If there’s a glaring concern that jumps right out, its that the Devils have a lot of minutes to replace on the penalty kill. Starting with the defensemen, the Devils have roughly 271 minutes of ice time to replace between Ryan Graves (187:34) and Damon Severson (83:33) departing. It wouldn’t be fair to expect John Marino or Jonas Siegenthaler to pick up too much more of the slack either since they’re already doing a lot of heavy lifting there, so that task will fall on the other Devils defensemen on the roster. It’s safe to assume Brendan Smith (95:37) will kill penalties when he plays, but he also might spend quite a bit of time in the penalty box and/or press box himself, so the brunt of this workload will likely fall upon some combination of Kevin Bahl (36:24), Colin Miller (34:34 with Dallas), and even Dougie Hamilton (14:07 last season, but he has played 108:25 on the kill for Carolina in 2019-20). If they’re up to the task, the Devils might be able to get by. If they’re not, and we’ve seen Brendan Smith and Colin Miller be so-so this preseason in general, the Devils may want to consider adding another defensive defenseman at the deadline to help Marino and Siegenthaler out.

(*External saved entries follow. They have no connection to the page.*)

use std::path::{Path, PathBuf};
use std::sync::mpsc::{self, Receiver, TryRecvError};
use std::thread;

use image::imageops::{self, FilterType};
use image::{ImageReader, RgbaImage};
use thiserror::Error;
use tracing::{info, warn};

use super::types::WorldSize;

pub const DEFAULT_BLACK_THRESHOLD: u8 = 12;

#[derive(Debug, Error)]
pub enum MaskError {
    #[error("failed to open collision image {path}: {source}")]
    Open {
        path: PathBuf,
        #[source]
        source: std::io::Error,
    },
    #[error("failed to decode collision image {path}: {source}")]
    Decode {
        path: PathBuf,
        #[source]
        source: image::ImageError,
    },
    #[error("collision world size must be positive, got {width}x{height}")]
    InvalidWorldSize { width: f32, height: f32 },
    #[error("collision pixel buffer size mismatch: expected {expected} bytes, got {actual}")]
    BufferSizeMismatch { expected: usize, actual: usize },
}

/// Binary wall/free grid sampled at the feet of moving entities.
///
/// A mask that never finished loading answers `false` everywhere, so a
/// broken collision image disables collision instead of trapping the player.
#[derive(Debug, Clone, Default)]
pub struct CollisionMask {
    width: u32,
    height: u32,
    walls: Option<Vec<bool>>,
}

impl CollisionMask {
    pub fn disabled() -> Self {
        Self::default()
    }

    /// Classifies an RGBA buffer that already has world dimensions.
    pub fn from_rgba(
        width: u32,
        height: u32,
        rgba: &[u8],
        black_threshold: u8,
    ) -> Result<Self, MaskError> {
        let expected = width as usize * height as usize * 4;
        if rgba.len() != expected || width == 0 || height == 0 {
            return Err(MaskError::BufferSizeMismatch {
                expected,
                actual: rgba.len(),
            });
        }
        let walls = rgba
            .chunks_exact(4)
            .map(|px| is_wall_pixel(px, black_threshold))
            .collect();
        Ok(Self {
            width,
            height,
            walls: Some(walls),
        })
    }

    pub fn from_image(
        image: &RgbaImage,
        world: WorldSize,
        black_threshold: u8,
    ) -> Result<Self, MaskError> {
        let (width, height) = world_pixel_dims(world)?;
        if image.width() == width && image.height() == height {
            return Self::from_rgba(width, height, image.as_raw(), black_threshold);
        }
        let stretched = imageops::resize(image, width, height, FilterType::Nearest);
        Self::from_rgba(width, height, stretched.as_raw(), black_threshold)
    }

    pub fn try_load(
        path: &Path,
        world: WorldSize,
        black_threshold: u8,
    ) -> Result<Self, MaskError> {
        let reader = ImageReader::open(path).map_err(|source| MaskError::Open {
            path: path.to_path_buf(),
            source,
        })?;
        let decoded = reader.decode().map_err(|source| MaskError::Decode {
            path: path.to_path_buf(),
            source,
        })?;
        Self::from_image(&decoded.to_rgba8(), world, black_threshold)
    }

    pub fn load(path: &Path, world: WorldSize, black_threshold: u8) -> Self {
        match Self::try_load(path, world, black_threshold) {
            Ok(mask) => {
                info!(
                    path = %path.display(),
                    width = mask.width,
                    height = mask.height,
                    "collision_mask_ready"
                );
                mask
            }
            Err(error) => {
                warn!(error = %error, "collision_mask_unavailable_collision_disabled");
                Self::disabled()
            }
        }
    }

    pub fn is_ready(&self) -> bool {
        self.walls.is_some()
    }

    pub fn width(&self) -> u32 {
        self.width
    }

    pub fn height(&self) -> u32 {
        self.height
    }

    /// Out-of-range coordinates saturate to the nearest edge pixel.
    pub fn is_wall(&self, x: f32, y: f32) -> bool {
        let Some(walls) = self.walls.as_ref() else {
            return false;
        };
        let px = saturate_coord(x, self.width);
        let py = saturate_coord(y, self.height);
        walls[py as usize * self.width as usize + px as usize]
    }
}

fn is_wall_pixel(px: &[u8], black_threshold: u8) -> bool {
    let (r, g, b, a) = (px[0], px[1], px[2], px[3]);
    a > 0 && r <= black_threshold && g <= black_threshold && b <= black_threshold
}

fn saturate_coord(value: f32, extent: u32) -> u32 {
    let max = extent.saturating_sub(1) as f32;
    if !value.is_finite() {
        return if value == f32::INFINITY { max as u32 } else { 0 };
    }
    value.round().clamp(0.0, max) as u32
}

fn world_pixel_dims(world: WorldSize) -> Result<(u32, u32), MaskError> {
    let width = world.width.round();
    let height = world.height.round();
    if !(width >= 1.0 && height >= 1.0) {
        return Err(MaskError::InvalidWorldSize {
            width: world.width,
            height: world.height,
        });
    }
    Ok((width as u32, height as u32))
}

/// Decodes a mask on a worker thread. The frame loop polls for the result
/// and never waits on it.
#[derive(Debug)]
pub struct MaskLoader {
    receiver: Option<Receiver<CollisionMask>>,
}

impl MaskLoader {
    pub fn spawn(path: PathBuf, world: WorldSize, black_threshold: u8) -> Self {
        let (sender, receiver) = mpsc::channel();
        let spawned = thread::Builder::new()
            .name("mask-loader".to_string())
            .spawn(move || {
                let mask = CollisionMask::load(&path, world, black_threshold);
                // Receiver gone means the scene was torn down first.
                let _ = sender.send(mask);
            });
        match spawned {
            Ok(_) => Self {
                receiver: Some(receiver),
            },
            Err(error) => {
                warn!(error = %error, "collision_mask_loader_spawn_failed");
                Self { receiver: None }
            }
        }
    }

    pub fn is_pending(&self) -> bool {
        self.receiver.is_some()
    }

    /// Returns the finished mask once. A loader whose worker died yields a
    /// disabled mask so the caller stops polling.
    pub fn poll(&mut self) -> Option<CollisionMask> {
        let receiver = self.receiver.as_ref()?;
        match receiver.try_recv() {
            Ok(mask) => {
                self.receiver = None;
                Some(mask)
            }
            Err(TryRecvError::Empty) => None,
            Err(TryRecvError::Disconnected) => {
                self.receiver = None;
                warn!("collision_mask_loader_disconnected");
                Some(CollisionMask::disabled())
            }
        }
    }
}
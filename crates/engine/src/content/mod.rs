mod asset_keys;
mod rich_text;
mod scene_def;

pub use asset_keys::{asset_path, join_key, validate_asset_key, AssetKeyError};
pub use rich_text::{parse_rich_text, plain_text, SpanStyle, TextSpan};
pub use scene_def::{
    load_scene, parse_scene_def, resolve_scene, scene_dir, AudioDef, BannerTextDef, ImagesDef,
    JoystickDef, LoadedScene, NpcAssets, NpcDef, PlayerDef, SceneAssets, SceneDef, SceneDefError,
    TuningDef, WorldDef, DEFAULT_FOOT_INSET_PX, SCENES_DIR, SCENE_FILE_NAME,
};
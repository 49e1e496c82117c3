//! Audio backend: rodio playback behind the `sound` feature.
//!
//! Build with `--no-default-features` to drop rodio entirely; the scene then
//! runs against the engine's silent sink.

use std::path::Path;

use cardwalk_engine::content::AudioDef;
use cardwalk_engine::{AudioSink, NullAudio};

pub(crate) fn build_audio(asset_root: &Path, def: &AudioDef) -> Box<dyn AudioSink> {
    #[cfg(feature = "sound")]
    {
        if let Some(audio) =
            inner::RodioAudio::try_new(asset_root.to_path_buf(), def.music_volume, def.sfx_volume)
        {
            return Box::new(audio);
        }
    }
    #[cfg(not(feature = "sound"))]
    {
        let _ = (asset_root, def);
    }
    tracing::info!("audio_disabled");
    Box::new(NullAudio)
}

#[cfg(feature = "sound")]
mod inner {
    use std::collections::HashMap;
    use std::fs;
    use std::io::Cursor;
    use std::path::{Path, PathBuf};
    use std::sync::Arc;

    use cardwalk_engine::content::asset_path;
    use cardwalk_engine::AudioSink;
    use rodio::{Decoder, OutputStream, OutputStreamHandle, Sink, Source};
    use tracing::{info, warn};

    pub(crate) struct RodioAudio {
        _stream: OutputStream,
        handle: OutputStreamHandle,
        asset_root: PathBuf,
        music_volume: f32,
        sfx_volume: f32,
        music: Option<Sink>,
        /// Encoded bytes per key. `None` remembers a file that failed to read.
        sfx_cache: HashMap<String, Option<Arc<Vec<u8>>>>,
    }

    impl RodioAudio {
        pub(crate) fn try_new(
            asset_root: PathBuf,
            music_volume: f32,
            sfx_volume: f32,
        ) -> Option<Self> {
            match OutputStream::try_default() {
                Ok((stream, handle)) => Some(Self {
                    _stream: stream,
                    handle,
                    asset_root,
                    music_volume,
                    sfx_volume,
                    music: None,
                    sfx_cache: HashMap::new(),
                }),
                Err(error) => {
                    warn!(error = %error, "audio_output_unavailable");
                    None
                }
            }
        }

        fn cached_bytes(&mut self, key: &str) -> Option<Arc<Vec<u8>>> {
            if let Some(cached) = self.sfx_cache.get(key) {
                return cached.clone();
            }
            let loaded = read_asset(&self.asset_root, key).map(Arc::new);
            self.sfx_cache.insert(key.to_string(), loaded.clone());
            loaded
        }
    }

    impl AudioSink for RodioAudio {
        fn start_music(&mut self, candidates: &[String]) {
            if self.music.is_some() {
                return;
            }
            for key in candidates {
                let Some(bytes) = read_asset(&self.asset_root, key) else {
                    continue;
                };
                let source = match Decoder::new(Cursor::new(bytes)) {
                    Ok(source) => source,
                    Err(error) => {
                        warn!(key = key.as_str(), error = %error, "music_decode_failed");
                        continue;
                    }
                };
                let sink = match Sink::try_new(&self.handle) {
                    Ok(sink) => sink,
                    Err(error) => {
                        warn!(error = %error, "music_sink_unavailable");
                        return;
                    }
                };
                sink.set_volume(self.music_volume);
                sink.append(source.repeat_infinite());
                self.music = Some(sink);
                info!(key = key.as_str(), volume = self.music_volume, "music_started");
                return;
            }
            warn!(candidates = candidates.len(), "music_unavailable");
        }

        fn preload(&mut self, keys: &[String]) {
            let loaded = keys
                .iter()
                .filter(|key| self.cached_bytes(key).is_some())
                .count();
            info!(requested = keys.len(), loaded, "sfx_preloaded");
        }

        fn play_sound(&mut self, key: &str) {
            let Some(bytes) = self.cached_bytes(key) else {
                return;
            };
            let sink = match Sink::try_new(&self.handle) {
                Ok(sink) => sink,
                Err(error) => {
                    warn!(error = %error, "sfx_sink_unavailable");
                    return;
                }
            };
            match Decoder::new(Cursor::new(bytes.as_ref().clone())) {
                Ok(source) => {
                    sink.set_volume(self.sfx_volume);
                    sink.append(source);
                    // Each effect gets its own voice so overlaps mix.
                    sink.detach();
                }
                Err(error) => warn!(key, error = %error, "sfx_decode_failed"),
            }
        }

        fn describe(&self) -> &'static str {
            "rodio"
        }
    }

    pub(super) fn read_asset(asset_root: &Path, key: &str) -> Option<Vec<u8>> {
        let path = match asset_path(asset_root, key) {
            Ok(path) => path,
            Err(error) => {
                warn!(key, error = %error, "audio_key_invalid");
                return None;
            }
        };
        match fs::read(&path) {
            Ok(bytes) => Some(bytes),
            Err(error) => {
                warn!(path = %path.display(), error = %error, "audio_read_failed");
                None
            }
        }
    }
}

As for forwards, the Devils leaned heavily on Nico Hischier (169:55), Erik Haula (155:12), Yegor Sharangovich (149:25), Dawson Mercer (106:46), Michael McLeod (94:22), Nathan Bastian (52:49), and Jesper Boqvist (32:58). Sharangovich and Boqvist are no longer with the team, so I would expect Tomas Nosek (168:09 last season in Boston) and potentially Curtis Lazar to have an expanded role on the penalty kill.
Going back to the Rangers dress rehearsal game, the ice time distributed among the skaters on the penalty kill went about as you’d expect.
It should be noted that Nathan Bastian, who has been part of the Devils penalty kill in the past, didn’t play in this game. Nico Hischier finishing 6th among Devils forwards in ice time caught my attention. A potential benefit of the Devils having so many forwards on the backend of the roster this year that they didn’t have last year (ie, replacing Miles Wood who couldn’t/didn’t kill penalties with Tomas Nosek) would be a little less ice time for Hischier on the kill, freeing him up to play those minutes at 5v5. We’ll see if that trend continues once we get in season, although that might be contingent upon whoever the Devils dress on any particular night. As for the defensemen, I think it went as expected with Smith in the lineup to soak up a lot of penalty kill time and Kevin Bahl taking on a bigger role.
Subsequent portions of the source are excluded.